Start of Block

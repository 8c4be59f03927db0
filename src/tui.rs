//! Terminal User Interface management
//!
//! Handles terminal setup, teardown, and event polling.
//! Wraps ratatui's Terminal for a cleaner interface.

use anyhow::Result;
use crossterm::{
    cursor,
    event::{self, Event, KeyEventKind},
    terminal::{self, EnterAlternateScreen, LeaveAlternateScreen},
};
use ratatui::{backend::CrosstermBackend, Terminal};
use std::{
    io::{self, Stdout},
    ops::{Deref, DerefMut},
    time::Duration,
};

/// Terminal wrapper for managing the TUI lifecycle
pub struct Tui {
    terminal: Terminal<CrosstermBackend<Stdout>>,
    /// Polling timeout for events
    pub tick_rate: Duration,
}

impl Tui {
    pub fn new() -> Result<Self> {
        let backend = CrosstermBackend::new(io::stdout());
        let terminal = Terminal::new(backend)?;
        Ok(Self {
            terminal,
            tick_rate: Duration::from_millis(100),
        })
    }

    pub fn with_tick_rate(mut self, tick_rate: Duration) -> Self {
        self.tick_rate = tick_rate;
        self
    }

    /// Enter the alternate screen and enable raw mode
    pub fn enter(&mut self) -> Result<()> {
        terminal::enable_raw_mode()?;
        crossterm::execute!(io::stdout(), EnterAlternateScreen, cursor::Hide)?;
        self.terminal.clear()?;
        Ok(())
    }

    /// Exit the alternate screen and disable raw mode
    ///
    /// Also called automatically on Drop.
    pub fn exit(&mut self) -> Result<()> {
        terminal::disable_raw_mode()?;
        crossterm::execute!(io::stdout(), LeaveAlternateScreen, cursor::Show)?;
        Ok(())
    }

    /// Poll for the next event
    ///
    /// Returns `Some(Event)` if an event is available within the tick rate,
    /// or `None` on tick timeout.
    pub fn next_event(&self) -> Result<Option<Event>> {
        if event::poll(self.tick_rate)? {
            let event = event::read()?;

            // Filter out key release events (Windows compatibility)
            if let Event::Key(key) = &event {
                if key.kind != KeyEventKind::Press {
                    return Ok(None);
                }
            }

            Ok(Some(event))
        } else {
            Ok(None)
        }
    }

    /// Draw to the terminal using the provided closure
    pub fn draw<F>(&mut self, f: F) -> Result<()>
    where
        F: FnOnce(&mut ratatui::Frame),
    {
        self.terminal.draw(f)?;
        Ok(())
    }
}

impl Deref for Tui {
    type Target = Terminal<CrosstermBackend<Stdout>>;

    fn deref(&self) -> &Self::Target {
        &self.terminal
    }
}

impl DerefMut for Tui {
    fn deref_mut(&mut self) -> &mut Self::Target {
        &mut self.terminal
    }
}

impl Drop for Tui {
    fn drop(&mut self) {
        // Best effort cleanup on drop
        let _ = self.exit();
    }
}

End of Block

> AIM OF THE EXERCISE
Scan the material above. Extract every line in which the word "KeyEventKind" occurs.

> EXPECTED ANSWER
    event::{self, Event, KeyEventKind},
                if key.kind != KeyEventKind::Press {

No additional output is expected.